Duke alumni have started booming companies, led the most renowned organizations and innovated ideas we take for granted. But none of them did it alone. Whether it was inspirational professors, state-of-the-art facilities, or generous financial aid, all of these alumni got to where they are because of Duke. And by Duke, I mean the collective—the vast contributions of ingenuity, determination, ambition and philanthropy from individuals generations before. They were individuals who didn’t just dare to dream, but built their dreams and who later sought to pay their privilege forward. They built this University together.
I left Cameron in awe, amazed by the philanthropy of those who had come before me. I couldn’t help but think, “I hope I’m successful enough one day to give back.” As I imagined the sorts of gifts alumni of the future might endow (A monorail! Luxurious residence halls! Free tuition for all!), I paused under the Crowell archway. Why did I have to wait for that ‘one day’? Why couldn’t I give back to my University now? I already donate to non-profits, religious organizations and the various student groups that table on the plaza. Why couldn’t I start now, with a $15 pledge to Duke Forward?
I hope every student dreams of giving back to Duke one day. Perhaps most think they can only do it if they’re tremendously wealthy later in life. But why do philanthropists have to be millionaires? Why can’t philanthropy and service to our University start when we’re students? It doesn’t have to wait. Imagine what student philanthropy could look like: something much more than a senior gift, a cause we could all agree with. A mission without the inefficiencies of small-scale movements and the limits of foreign aid. A goal with great intentions and effective, purposeful and tangible results. If we had 100 percent participation from Duke students in Duke Forward, imagine what that would tell the world. Student philanthropy would propel us forward.
I can’t think of any other school that has robust student philanthropy. How could Duke cultivate student philanthropy? One might turn to Duke Student Government to do it. DSG could convene a committee, call a forum or even pass a resolution.

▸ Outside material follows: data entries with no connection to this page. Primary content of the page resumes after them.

//! Variable declarations at map or namespace scope.
//!
//! ```text
//! private? type a, b = value, c[4], d[] = { ... }, e = { x, y };
//! ```
//!
//! This is the fallback task: it accepts any `type name` that is not the
//! head of a function.

use strife_core::{
    feature::{FeatureKind, VariableCollection, VariableItem},
    token::TokenKind,
};

use crate::{
    context::ParseContext,
    error::Result,
    tasks::{
        TaskOutcome, access_modifier, expect, is_function_head, literal_text, skip_body,
        unexpected,
    },
    tokenizer::Tokenizer,
    value_parser::parse_value,
};

pub(super) fn variables(
    _: &mut ParseContext,
    tokenizer: &mut Tokenizer<'_>,
) -> Result<TaskOutcome> {
    let mut scope = tokenizer.begin_scope();
    let access = access_modifier(&mut scope);
    if access.is_private() && !scope.token().is(TokenKind::Symbol) {
        return Err(unexpected(scope.token(), "a declaration after `private`"));
    }
    if scope.kind() != TokenKind::Symbol || is_function_head(&mut scope) {
        return Ok(TaskOutcome::Declined);
    }
    scope.accept();

    let ty = tokenizer.token().text().to_lowercase();
    let mut items = Vec::new();
    loop {
        items.push(item(tokenizer)?);
        let next = tokenizer.token();
        match next.kind() {
            TokenKind::Semicolon => break,
            TokenKind::Comma => {}
            _ => return Err(unexpected(next, "`,` or `;` after the variable")),
        }
    }

    TaskOutcome::feature(FeatureKind::Variables(VariableCollection { access, ty, items }))
}

/// Reads one declarator, leaving the following `,` or `;` current.
fn item(tokenizer: &mut Tokenizer<'_>) -> Result<VariableItem> {
    let name = expect(tokenizer, TokenKind::Symbol, "variable name")?
        .text()
        .to_string();

    let mut next = tokenizer.advance_allow_eof();
    if next.is(TokenKind::LBracket) {
        let token = tokenizer.advance()?;
        let size = if token.is(TokenKind::RBracket) {
            None
        } else {
            expect(tokenizer, TokenKind::RBracket, "`]`")?;
            Some(token.text().to_string())
        };

        next = tokenizer.advance_allow_eof();
        let mut initializer = None;
        if next.is(TokenKind::Equals) {
            initializer = Some(array_initializer(tokenizer)?);
            tokenizer.advance_allow_eof();
        }
        return Ok(VariableItem::Array {
            name,
            size,
            initializer,
        });
    }

    if !next.is(TokenKind::Equals) {
        return Ok(VariableItem::Scalar { name, value: None });
    }

    if tokenizer.peek().is(TokenKind::LBrace) {
        let values = struct_values(tokenizer)?;
        tokenizer.advance_allow_eof();
        return Ok(VariableItem::StructInit { name, values });
    }

    tokenizer.advance()?;
    let value = parse_value(tokenizer)?;
    Ok(VariableItem::Scalar {
        name,
        value: Some(value),
    })
}

/// Captures `{ ... }` after the `=` verbatim, leaving the `}` current.
fn array_initializer(tokenizer: &mut Tokenizer<'_>) -> Result<String> {
    let depth = tokenizer.brace_depth();
    let open = expect(tokenizer, TokenKind::LBrace, "`{` to open the array initializer")?;
    skip_body(tokenizer, depth, "array initializer", open.span())?;
    let close = tokenizer.token();
    Ok(tokenizer.source()[open.span().start()..close.span().end()].to_string())
}

/// Collects the literals of `{ a, b }` after the `=`, leaving the `}` current.
fn struct_values(tokenizer: &mut Tokenizer<'_>) -> Result<Vec<String>> {
    let depth = tokenizer.brace_depth();
    let open = tokenizer.advance()?;
    let mut values = Vec::new();
    loop {
        let token = tokenizer.advance_allow_eof();
        if token.is_eof() {
            skip_body(tokenizer, depth, "struct initializer", open.span())?;
        }
        if tokenizer.brace_depth() == depth {
            return Ok(values);
        }
        if !token.is(TokenKind::Comma) {
            values.push(literal_text(&token));
        }
    }
}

But I don’t think that’s the answer. Philanthropy is rarely top-down—it starts with individuals who care and have the ability to do so. That’s why I think a culture of student philanthropy has to start with individuals. One student could donate $5. Another student could pledge to donate a certain amount in the future. And yet another student might decide to start a new student group, “Dukies for Philanthropy.” Duke Student Government, or the administration, could give student philanthropy a nudge in the right direction. But they can’t do anything without an individual’s spark.
I returned to my room after the gala and went to www.dukeforward.duke.edu. I clicked on the orange “Make a Gift” button. There were options to designate my gift to certain schools. I selected six entities: the Sanford School of Public Policy, need-based financial aid, teaching and mentoring, DukeEngage, the Sarah P. Duke Gardens and the University Libraries. I entered an amount—$15—but then I deleted what I’d entered. If there was ever a time to be bold, it was now. I doubled my contribution to $30 and submitted the gift. A new window popped up with some information: My $30 contribution had been divided equally among the entities I’d selected. The Sanford School of Public Policy, need-based financial aid, teaching and mentoring, DukeEngage, the Sarah P. Duke Gardens and the University Libraries were now $4.29 closer to each of their Duke Forward goals, courtesy of Patrick Oathout. That $30 will partially fund a future speaker on international policy, a student’s financial aid, a Global Health professor, a DukeEngage stipend, an orchid in the Duke Gardens and a new book on mollusk shells in Perkins. Duke was moving forward, and I was now part of that movement.